Orbital characteristics
- Semi-major axis: 1.053 ± 0.061 AU (157,500,000 ± 9,100,000 km)
- Eccentricity: 0.128 ± 0.022
- Orbital period (sidereal): 394.48 ± 0.60 d
- Time of periastron: 2,454,045 ± 49
- Argument of periastron: 219.4 ± 9.4
- Semi-amplitude: 37.3 ± 1.1
- Star: HD 108874

Physical characteristics
- Mass: >1.34 ± 0.11 M_{J}

= HD 108874 b =

Extrasolar planet in the constellation Coma Berenices

HD 108874 b is a gas giant announced in 2003. The orbit lies in the star's habitable zone.
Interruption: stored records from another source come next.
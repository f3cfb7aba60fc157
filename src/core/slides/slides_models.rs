// Domain models for presentations and slides.
//
// These types know nothing about HTTP or JSON-RPC. The infra layer maps the
// Slides API responses into them and the request builder turns them into
// page mutations.

use serde::{Deserialize, Serialize};
use std::fmt;

use super::slides_error::SlidesError;

// ============================================================================
// PRESENTATIONS
// ============================================================================

/// Opaque identifier of a remote presentation. The remote service owns the
/// presentation; we only reference it for the duration of a call.
#[derive(Debug, Clone, PartialEq, Eq, Hash, Serialize)]
pub struct PresentationHandle(String);

impl PresentationHandle {
    pub fn new(id: impl Into<String>) -> Self {
        Self(id.into())
    }

    /// Extracts the presentation ID from a Slides URL or accepts a bare ID.
    pub fn parse(url_or_id: &str) -> Option<Self> {
        let url_or_id = url_or_id.trim();
        if url_or_id.contains("docs.google.com") {
            let start = url_or_id.find("/presentation/d/")?;
            let after_d = &url_or_id[start + "/presentation/d/".len()..];
            let end = after_d.find(['/', '?', '#']).unwrap_or(after_d.len());
            let id = &after_d[..end];
            if !id.is_empty() {
                return Some(Self::new(id));
            }
        } else if !url_or_id.is_empty() && !url_or_id.contains('/') && !url_or_id.contains(' ') {
            return Some(Self::new(url_or_id));
        }
        None
    }

    pub fn as_str(&self) -> &str {
        &self.0
    }

    pub fn edit_url(&self) -> String {
        format!("https://docs.google.com/presentation/d/{}/edit", self.0)
    }
}

impl fmt::Display for PresentationHandle {
    fn fmt(&self, f: &mut fmt::Formatter<'_>) -> fmt::Result {
        f.write_str(&self.0)
    }
}

/// Presentation as returned by `presentations.create` / `presentations.get`.
#[derive(Debug, Clone, Default)]
pub struct PresentationDetails {
    pub presentation_id: String,
    pub title: String,
    pub slides: Vec<SlideSnapshot>,
    pub masters: Vec<MasterTheme>,
}

/// The themable parts of a master page, kept as raw API JSON because we only
/// ever copy them from one presentation to another.
#[derive(Debug, Clone, Default)]
pub struct MasterTheme {
    pub object_id: String,
    pub background_fill: Option<serde_json::Value>,
    pub color_scheme: Option<serde_json::Value>,
}

// ============================================================================
// SLIDES AND PLACEHOLDERS
// ============================================================================

/// Placeholder type of a layout region, named as the Slides API names it.
#[derive(Debug, Clone, PartialEq, Eq, Hash)]
pub enum PlaceholderKind {
    Title,
    CenteredTitle,
    Subtitle,
    Body,
    Other(String),
}

impl PlaceholderKind {
    pub fn as_api_str(&self) -> &str {
        match self {
            PlaceholderKind::Title => "TITLE",
            PlaceholderKind::CenteredTitle => "CENTERED_TITLE",
            PlaceholderKind::Subtitle => "SUBTITLE",
            PlaceholderKind::Body => "BODY",
            PlaceholderKind::Other(name) => name,
        }
    }
}

impl From<&str> for PlaceholderKind {
    fn from(value: &str) -> Self {
        match value {
            "TITLE" => PlaceholderKind::Title,
            "CENTERED_TITLE" => PlaceholderKind::CenteredTitle,
            "SUBTITLE" => PlaceholderKind::Subtitle,
            "BODY" => PlaceholderKind::Body,
            other => PlaceholderKind::Other(other.to_string()),
        }
    }
}

impl fmt::Display for PlaceholderKind {
    fn fmt(&self, f: &mut fmt::Formatter<'_>) -> fmt::Result {
        f.write_str(self.as_api_str())
    }
}

#[derive(Debug, Clone, PartialEq, Eq)]
pub struct PlaceholderRef {
    pub kind: PlaceholderKind,
    pub index: u32,
}

/// One element on a page, reduced to what the builder needs.
#[derive(Debug, Clone)]
pub struct PageElementSummary {
    pub object_id: String,
    pub placeholder: Option<PlaceholderRef>,
    /// Concatenated text runs of the shape (empty for non-text elements).
    pub text: String,
}

/// Current structure of a single slide as seen by the remote service.
#[derive(Debug, Clone)]
pub struct SlideSnapshot {
    pub slide_id: String,
    pub elements: Vec<PageElementSummary>,
}

impl SlideSnapshot {
    /// Placeholders of the given kinds, ordered by placeholder index.
    pub fn placeholders(&self, kinds: &[PlaceholderKind]) -> Vec<&PageElementSummary> {
        let mut found: Vec<&PageElementSummary> = self
            .elements
            .iter()
            .filter(|e| {
                e.placeholder
                    .as_ref()
                    .is_some_and(|p| kinds.contains(&p.kind))
            })
            .collect();
        found.sort_by_key(|e| e.placeholder.as_ref().map(|p| p.index).unwrap_or(0));
        found
    }

    pub fn element(&self, object_id: &str) -> Option<&PageElementSummary> {
        self.elements.iter().find(|e| e.object_id == object_id)
    }
}

/// What kind of slide to create. Each kind maps onto a predefined layout.
#[derive(Debug, Clone, Copy, PartialEq, Eq, Serialize, Deserialize)]
#[serde(rename_all = "snake_case")]
pub enum SlideKind {
    Title,
    Section,
    Content,
    TwoColumn,
    Table,
    Chart,
}

impl SlideKind {
    pub fn parse(name: &str) -> Result<Self, SlidesError> {
        match name.trim().to_ascii_lowercase().as_str() {
            "title" => Ok(SlideKind::Title),
            "section" | "section_header" => Ok(SlideKind::Section),
            "content" => Ok(SlideKind::Content),
            "two_column" | "two-column" => Ok(SlideKind::TwoColumn),
            "table" => Ok(SlideKind::Table),
            "chart" => Ok(SlideKind::Chart),
            other => Err(SlidesError::invalid(format!(
                "unknown slide kind '{}' (expected title, section, content, two_column, table or chart)",
                other
            ))),
        }
    }

    pub fn layout(self) -> &'static str {
        match self {
            SlideKind::Title => "TITLE",
            SlideKind::Section => "SECTION_HEADER",
            SlideKind::Content => "TITLE_AND_BODY",
            SlideKind::TwoColumn => "TITLE_AND_TWO_COLUMNS",
            SlideKind::Table | SlideKind::Chart => "TITLE_ONLY",
        }
    }

    /// Short prefix used in generated object IDs.
    pub fn id_prefix(self) -> &'static str {
        match self {
            SlideKind::Title => "title",
            SlideKind::Section => "section",
            SlideKind::Content => "content",
            SlideKind::TwoColumn => "twocol",
            SlideKind::Table => "table",
            SlideKind::Chart => "chart",
        }
    }

    /// Whether the kind's layout has a text slot for `role`.
    pub fn accepts(self, role: BlockRole) -> bool {
        match self {
            SlideKind::Title | SlideKind::Section => {
                matches!(role, BlockRole::Title | BlockRole::Subtitle)
            }
            SlideKind::Content => matches!(role, BlockRole::Title | BlockRole::Body),
            SlideKind::TwoColumn => matches!(
                role,
                BlockRole::Title | BlockRole::LeftColumn | BlockRole::RightColumn
            ),
            SlideKind::Table | SlideKind::Chart => role == BlockRole::Title,
        }
    }
}

/// Which slot of the layout a block of text is meant for.
#[derive(Debug, Clone, Copy, PartialEq, Eq)]
pub enum BlockRole {
    Title,
    Subtitle,
    Body,
    LeftColumn,
    RightColumn,
}

impl BlockRole {
    /// Name of the matching `content` field in tool arguments.
    pub fn as_str(self) -> &'static str {
        match self {
            BlockRole::Title => "title",
            BlockRole::Subtitle => "subtitle",
            BlockRole::Body => "body",
            BlockRole::LeftColumn => "left",
            BlockRole::RightColumn => "right",
        }
    }
}

#[derive(Debug, Clone, PartialEq, Eq)]
pub struct ContentBlock {
    pub role: BlockRole,
    pub text: String,
}

/// Description of one slide to create.
#[derive(Debug, Clone)]
pub struct SlideSpec {
    pub kind: SlideKind,
    pub blocks: Vec<ContentBlock>,
    pub insertion_index: Option<u32>,
}

// ============================================================================
// PLACEMENT AND STYLE
// ============================================================================

/// Position and size of a page element, in points.
#[derive(Debug, Clone, Copy, PartialEq, Deserialize, Serialize)]
pub struct Placement {
    pub x: f64,
    pub y: f64,
    pub width: f64,
    pub height: f64,
}

impl Placement {
    pub const IMAGE_DEFAULT: Placement = Placement {
        x: 100.0,
        y: 150.0,
        width: 400.0,
        height: 300.0,
    };

    pub const TABLE_DEFAULT: Placement = Placement {
        x: 100.0,
        y: 100.0,
        width: 400.0,
        height: 300.0,
    };

    /// Text box directly underneath this element.
    pub fn caption_below(&self) -> Placement {
        Placement {
            x: self.x,
            y: self.y + self.height + 20.0,
            width: self.width,
            height: 50.0,
        }
    }

    pub fn validate(&self) -> Result<(), SlidesError> {
        if !(self.width > 0.0 && self.height > 0.0) {
            return Err(SlidesError::invalid(
                "placement width and height must be positive",
            ));
        }
        if !(self.x.is_finite() && self.y.is_finite()) {
            return Err(SlidesError::invalid("placement x and y must be finite"));
        }
        Ok(())
    }
}

/// Opaque RGB colour with channels in 0.0..=1.0, as the Slides API wants it.
#[derive(Debug, Clone, Copy, PartialEq, Serialize)]
pub struct RgbColor {
    pub red: f32,
    pub green: f32,
    pub blue: f32,
}

impl RgbColor {
    /// Default slide background: a very light blue.
    pub const SOFT_BACKGROUND: RgbColor = RgbColor {
        red: 0.97,
        green: 0.98,
        blue: 1.0,
    };

    /// Parses `#RRGGBB` (the leading `#` is optional).
    pub fn from_hex(hex: &str) -> Result<Self, SlidesError> {
        let digits = hex.trim().trim_start_matches('#');
        if digits.len() != 6 || !digits.chars().all(|c| c.is_ascii_hexdigit()) {
            return Err(SlidesError::invalid(format!(
                "colour '{}' is not in #RRGGBB form",
                hex
            )));
        }
        let channel = |i: usize| -> Result<f32, SlidesError> {
            u8::from_str_radix(&digits[i..i + 2], 16)
                .map(|v| v as f32 / 255.0)
                .map_err(|e| SlidesError::invalid(e.to_string()))
        };
        Ok(Self {
            red: channel(0)?,
            green: channel(2)?,
            blue: channel(4)?,
        })
    }
}

// ============================================================================
// ASSETS AND THEMES
// ============================================================================

/// Publicly readable reference to an uploaded asset.
#[derive(Debug, Clone, PartialEq, Eq, Serialize)]
pub struct AssetReference {
    pub file_id: String,
    pub url: String,
}

impl AssetReference {
    pub fn from_drive_file(file_id: impl Into<String>) -> Self {
        let file_id = file_id.into();
        let url = format!("https://drive.google.com/uc?id={}", file_id);
        Self { file_id, url }
    }
}

/// A Drive presentation that can serve as a theme source.
#[derive(Debug, Clone, Serialize)]
pub struct ThemeTemplate {
    pub id: String,
    pub name: String,
    pub modified: Option<chrono::DateTime<chrono::Utc>>,
}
It is expected that any moons orbiting this planet are enriched in carbon, and are thus quite different from the silicate-rich bodies in the Solar System.
The planet is possibly in a 4 : 1 orbital resonance with HD 108874 c.

==Discovery==
The jovian planet HD 108874 b was discovered by the US-based team led by Paul Butler, Geoffrey Marcy, Steven Vogt, and Debra Fischer. A total of 20 radial velocity observations, obtained at the W. M. Keck Observatory in Hawaii between 1999 and 2002, were used to make the discovery.